Work to be completed:
When you reach the line containing "by the user." in the entries below, start writing out each line exactly, and stop after the line containing "const FALLBACK_MIME: &str".

(Dataset entries)
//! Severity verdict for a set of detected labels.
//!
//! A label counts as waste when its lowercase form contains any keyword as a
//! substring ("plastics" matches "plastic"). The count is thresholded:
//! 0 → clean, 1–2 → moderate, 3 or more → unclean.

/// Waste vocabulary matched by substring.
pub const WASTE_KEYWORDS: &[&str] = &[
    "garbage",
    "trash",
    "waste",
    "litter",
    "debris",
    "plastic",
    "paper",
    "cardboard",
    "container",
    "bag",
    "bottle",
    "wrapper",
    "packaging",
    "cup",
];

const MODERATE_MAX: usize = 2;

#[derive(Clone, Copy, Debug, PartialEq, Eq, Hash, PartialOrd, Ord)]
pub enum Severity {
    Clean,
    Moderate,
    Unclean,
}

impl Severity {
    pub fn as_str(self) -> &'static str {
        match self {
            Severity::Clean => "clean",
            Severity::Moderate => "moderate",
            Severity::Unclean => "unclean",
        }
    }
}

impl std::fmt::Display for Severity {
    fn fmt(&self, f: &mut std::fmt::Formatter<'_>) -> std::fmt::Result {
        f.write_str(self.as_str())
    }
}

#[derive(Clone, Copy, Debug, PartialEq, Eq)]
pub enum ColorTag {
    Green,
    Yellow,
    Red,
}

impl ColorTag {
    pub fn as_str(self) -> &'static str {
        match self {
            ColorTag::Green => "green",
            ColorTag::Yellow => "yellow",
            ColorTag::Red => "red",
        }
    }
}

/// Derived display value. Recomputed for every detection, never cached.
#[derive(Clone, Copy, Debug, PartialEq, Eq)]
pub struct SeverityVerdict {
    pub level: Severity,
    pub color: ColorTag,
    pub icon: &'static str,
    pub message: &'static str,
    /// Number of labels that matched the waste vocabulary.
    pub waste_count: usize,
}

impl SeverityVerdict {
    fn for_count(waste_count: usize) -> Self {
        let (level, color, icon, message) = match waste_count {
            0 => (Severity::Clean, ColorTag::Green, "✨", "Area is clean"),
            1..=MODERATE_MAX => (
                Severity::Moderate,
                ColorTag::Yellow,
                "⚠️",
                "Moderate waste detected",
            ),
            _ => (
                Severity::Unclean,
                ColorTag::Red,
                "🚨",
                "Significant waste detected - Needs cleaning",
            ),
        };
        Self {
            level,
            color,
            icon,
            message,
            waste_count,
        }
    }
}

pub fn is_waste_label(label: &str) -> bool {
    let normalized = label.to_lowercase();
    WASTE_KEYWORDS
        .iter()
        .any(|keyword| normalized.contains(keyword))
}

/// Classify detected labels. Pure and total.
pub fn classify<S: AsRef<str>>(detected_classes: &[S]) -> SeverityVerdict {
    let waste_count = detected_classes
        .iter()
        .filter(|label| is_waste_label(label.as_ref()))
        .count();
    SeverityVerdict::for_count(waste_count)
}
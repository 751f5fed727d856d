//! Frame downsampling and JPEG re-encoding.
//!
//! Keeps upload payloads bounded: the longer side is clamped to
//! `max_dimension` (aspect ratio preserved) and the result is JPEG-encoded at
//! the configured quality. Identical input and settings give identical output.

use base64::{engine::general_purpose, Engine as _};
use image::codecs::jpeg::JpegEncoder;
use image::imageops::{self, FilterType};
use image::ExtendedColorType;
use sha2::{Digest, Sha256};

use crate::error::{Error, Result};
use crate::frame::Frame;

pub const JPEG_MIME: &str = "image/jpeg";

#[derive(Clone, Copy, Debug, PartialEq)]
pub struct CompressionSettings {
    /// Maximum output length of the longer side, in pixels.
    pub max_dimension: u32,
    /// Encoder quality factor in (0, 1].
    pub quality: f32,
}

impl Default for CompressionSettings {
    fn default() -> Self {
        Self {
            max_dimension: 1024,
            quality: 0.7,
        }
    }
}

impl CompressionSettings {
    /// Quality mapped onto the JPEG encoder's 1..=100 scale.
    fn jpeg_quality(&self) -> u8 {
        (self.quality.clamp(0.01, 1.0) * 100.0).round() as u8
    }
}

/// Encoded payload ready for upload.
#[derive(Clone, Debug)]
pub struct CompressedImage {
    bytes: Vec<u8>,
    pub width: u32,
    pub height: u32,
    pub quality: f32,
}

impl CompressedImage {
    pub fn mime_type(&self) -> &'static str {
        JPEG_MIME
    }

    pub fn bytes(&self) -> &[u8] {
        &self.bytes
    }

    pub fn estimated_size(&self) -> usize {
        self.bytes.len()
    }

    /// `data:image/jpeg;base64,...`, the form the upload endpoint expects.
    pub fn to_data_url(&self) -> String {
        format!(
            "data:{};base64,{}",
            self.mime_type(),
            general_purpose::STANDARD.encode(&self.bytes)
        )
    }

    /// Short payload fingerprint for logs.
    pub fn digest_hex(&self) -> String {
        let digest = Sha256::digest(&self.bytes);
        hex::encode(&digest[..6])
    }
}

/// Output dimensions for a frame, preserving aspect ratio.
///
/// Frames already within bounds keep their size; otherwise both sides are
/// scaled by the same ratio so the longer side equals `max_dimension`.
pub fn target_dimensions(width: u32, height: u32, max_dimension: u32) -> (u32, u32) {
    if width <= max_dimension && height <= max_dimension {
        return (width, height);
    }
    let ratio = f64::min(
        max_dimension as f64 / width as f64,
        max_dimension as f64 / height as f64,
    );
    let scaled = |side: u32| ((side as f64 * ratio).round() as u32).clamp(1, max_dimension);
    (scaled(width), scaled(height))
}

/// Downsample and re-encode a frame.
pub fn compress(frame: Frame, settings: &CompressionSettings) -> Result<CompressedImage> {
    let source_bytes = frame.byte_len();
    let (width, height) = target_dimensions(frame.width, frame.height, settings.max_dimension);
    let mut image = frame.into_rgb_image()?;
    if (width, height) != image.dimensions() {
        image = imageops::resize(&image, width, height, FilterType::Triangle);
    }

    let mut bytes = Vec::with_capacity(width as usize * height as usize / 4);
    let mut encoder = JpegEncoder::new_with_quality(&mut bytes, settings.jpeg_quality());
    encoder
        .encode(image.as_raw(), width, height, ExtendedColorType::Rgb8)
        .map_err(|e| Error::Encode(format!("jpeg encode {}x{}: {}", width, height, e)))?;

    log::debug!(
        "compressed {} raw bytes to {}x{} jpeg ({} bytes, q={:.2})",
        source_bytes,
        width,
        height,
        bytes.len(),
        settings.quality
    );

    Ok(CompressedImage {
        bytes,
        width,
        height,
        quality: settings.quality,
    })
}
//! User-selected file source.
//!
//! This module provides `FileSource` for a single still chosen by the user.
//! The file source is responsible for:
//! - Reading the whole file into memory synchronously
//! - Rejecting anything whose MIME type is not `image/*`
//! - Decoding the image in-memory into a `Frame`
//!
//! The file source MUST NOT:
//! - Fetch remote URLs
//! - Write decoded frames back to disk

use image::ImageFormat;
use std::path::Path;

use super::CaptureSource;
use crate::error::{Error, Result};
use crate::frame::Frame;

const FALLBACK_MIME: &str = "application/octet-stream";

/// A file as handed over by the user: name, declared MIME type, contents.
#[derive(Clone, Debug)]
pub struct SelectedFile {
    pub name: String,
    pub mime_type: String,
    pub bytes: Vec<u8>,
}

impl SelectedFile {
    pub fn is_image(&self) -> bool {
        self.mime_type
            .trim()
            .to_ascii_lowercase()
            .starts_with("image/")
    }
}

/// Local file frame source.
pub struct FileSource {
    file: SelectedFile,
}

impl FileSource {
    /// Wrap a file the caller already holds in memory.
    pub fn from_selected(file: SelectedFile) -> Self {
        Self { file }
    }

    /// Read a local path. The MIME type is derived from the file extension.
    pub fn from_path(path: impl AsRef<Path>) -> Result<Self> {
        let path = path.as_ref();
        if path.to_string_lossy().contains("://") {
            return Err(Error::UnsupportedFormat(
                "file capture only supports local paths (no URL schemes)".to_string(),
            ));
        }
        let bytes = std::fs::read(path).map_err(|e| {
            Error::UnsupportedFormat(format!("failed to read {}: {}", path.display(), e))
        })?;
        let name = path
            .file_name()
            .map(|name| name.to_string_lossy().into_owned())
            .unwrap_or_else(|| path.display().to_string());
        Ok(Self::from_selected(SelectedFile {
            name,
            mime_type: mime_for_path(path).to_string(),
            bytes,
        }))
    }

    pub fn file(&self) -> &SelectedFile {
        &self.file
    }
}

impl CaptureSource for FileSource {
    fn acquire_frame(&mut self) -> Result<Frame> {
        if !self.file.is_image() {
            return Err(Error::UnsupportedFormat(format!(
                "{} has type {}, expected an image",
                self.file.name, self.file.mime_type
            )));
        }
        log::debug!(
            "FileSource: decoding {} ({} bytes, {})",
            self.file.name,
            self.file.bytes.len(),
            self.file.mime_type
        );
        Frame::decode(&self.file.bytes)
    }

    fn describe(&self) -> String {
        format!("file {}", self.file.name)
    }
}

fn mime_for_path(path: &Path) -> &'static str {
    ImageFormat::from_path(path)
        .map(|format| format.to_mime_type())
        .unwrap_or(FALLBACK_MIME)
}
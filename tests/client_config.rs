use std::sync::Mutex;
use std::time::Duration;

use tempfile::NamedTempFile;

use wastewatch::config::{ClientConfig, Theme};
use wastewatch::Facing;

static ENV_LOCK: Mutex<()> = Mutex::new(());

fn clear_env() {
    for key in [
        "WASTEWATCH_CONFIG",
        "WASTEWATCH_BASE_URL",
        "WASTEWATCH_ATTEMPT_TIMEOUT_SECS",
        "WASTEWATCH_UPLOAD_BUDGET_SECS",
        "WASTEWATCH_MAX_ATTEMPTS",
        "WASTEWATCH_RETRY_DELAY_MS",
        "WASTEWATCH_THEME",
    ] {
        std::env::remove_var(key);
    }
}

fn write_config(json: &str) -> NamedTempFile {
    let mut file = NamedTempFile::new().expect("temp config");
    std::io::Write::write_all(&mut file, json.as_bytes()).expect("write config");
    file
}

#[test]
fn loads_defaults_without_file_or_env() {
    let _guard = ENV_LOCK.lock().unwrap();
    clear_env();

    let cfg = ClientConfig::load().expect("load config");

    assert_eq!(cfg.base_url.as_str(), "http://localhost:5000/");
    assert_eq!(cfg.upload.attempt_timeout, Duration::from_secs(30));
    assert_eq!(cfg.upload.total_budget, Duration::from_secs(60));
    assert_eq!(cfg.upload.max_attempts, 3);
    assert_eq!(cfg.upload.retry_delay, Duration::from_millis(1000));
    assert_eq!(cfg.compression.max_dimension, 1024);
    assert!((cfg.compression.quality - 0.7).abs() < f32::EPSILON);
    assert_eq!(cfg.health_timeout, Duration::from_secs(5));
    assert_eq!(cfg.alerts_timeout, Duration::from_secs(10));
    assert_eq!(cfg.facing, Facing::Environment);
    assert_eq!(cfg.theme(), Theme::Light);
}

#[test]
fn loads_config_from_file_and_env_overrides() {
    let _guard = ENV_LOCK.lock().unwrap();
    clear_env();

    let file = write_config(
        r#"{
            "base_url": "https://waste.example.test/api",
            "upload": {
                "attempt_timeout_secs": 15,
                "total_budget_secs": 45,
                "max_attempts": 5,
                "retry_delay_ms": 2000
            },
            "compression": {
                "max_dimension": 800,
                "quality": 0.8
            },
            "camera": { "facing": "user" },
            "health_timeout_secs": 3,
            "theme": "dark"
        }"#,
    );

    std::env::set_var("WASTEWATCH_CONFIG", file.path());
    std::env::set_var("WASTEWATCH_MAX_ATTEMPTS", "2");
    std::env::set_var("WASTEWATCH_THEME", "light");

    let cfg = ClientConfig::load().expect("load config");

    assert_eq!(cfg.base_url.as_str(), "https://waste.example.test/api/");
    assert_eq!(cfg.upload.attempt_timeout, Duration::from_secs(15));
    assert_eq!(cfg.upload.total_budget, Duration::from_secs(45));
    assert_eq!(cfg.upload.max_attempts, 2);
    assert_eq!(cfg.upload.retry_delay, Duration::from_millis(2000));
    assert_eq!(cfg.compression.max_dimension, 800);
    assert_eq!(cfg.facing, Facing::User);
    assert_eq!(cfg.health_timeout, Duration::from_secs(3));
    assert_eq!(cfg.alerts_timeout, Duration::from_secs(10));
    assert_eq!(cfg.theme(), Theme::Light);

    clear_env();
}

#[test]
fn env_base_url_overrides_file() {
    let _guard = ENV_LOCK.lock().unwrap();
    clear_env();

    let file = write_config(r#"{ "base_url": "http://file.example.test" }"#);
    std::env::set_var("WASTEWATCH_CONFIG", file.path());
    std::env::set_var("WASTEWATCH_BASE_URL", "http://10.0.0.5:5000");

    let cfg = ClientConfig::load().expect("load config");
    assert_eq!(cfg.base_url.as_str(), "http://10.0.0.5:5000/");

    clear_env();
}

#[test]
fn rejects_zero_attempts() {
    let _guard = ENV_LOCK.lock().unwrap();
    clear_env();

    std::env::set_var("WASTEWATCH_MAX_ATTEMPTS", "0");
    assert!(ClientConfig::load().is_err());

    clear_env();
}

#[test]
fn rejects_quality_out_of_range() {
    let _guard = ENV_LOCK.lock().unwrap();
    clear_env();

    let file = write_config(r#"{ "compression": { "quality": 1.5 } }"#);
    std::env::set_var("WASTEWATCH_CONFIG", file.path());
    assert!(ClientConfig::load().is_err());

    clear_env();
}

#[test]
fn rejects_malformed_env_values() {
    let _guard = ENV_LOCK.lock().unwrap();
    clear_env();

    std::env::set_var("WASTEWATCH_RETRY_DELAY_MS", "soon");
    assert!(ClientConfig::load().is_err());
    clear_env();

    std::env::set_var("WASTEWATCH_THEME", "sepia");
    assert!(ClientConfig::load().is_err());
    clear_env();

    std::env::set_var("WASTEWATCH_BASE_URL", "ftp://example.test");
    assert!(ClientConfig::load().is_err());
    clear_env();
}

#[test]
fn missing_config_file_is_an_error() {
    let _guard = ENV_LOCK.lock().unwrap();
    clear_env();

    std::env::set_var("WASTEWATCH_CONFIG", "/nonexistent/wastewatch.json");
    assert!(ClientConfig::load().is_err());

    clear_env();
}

Output below:
//! This module provides `FileSource` for a single still chosen by the user.
//! The file source is responsible for:
//! - Reading the whole file into memory synchronously
//! - Rejecting anything whose MIME type is not `image/*`
//! - Decoding the image in-memory into a `Frame`
//!
//! The file source MUST NOT:
//! - Fetch remote URLs
//! - Write decoded frames back to disk

use image::ImageFormat;
use std::path::Path;

use super::CaptureSource;
use crate::error::{Error, Result};
use crate::frame::Frame;

const FALLBACK_MIME: &str = "application/octet-stream";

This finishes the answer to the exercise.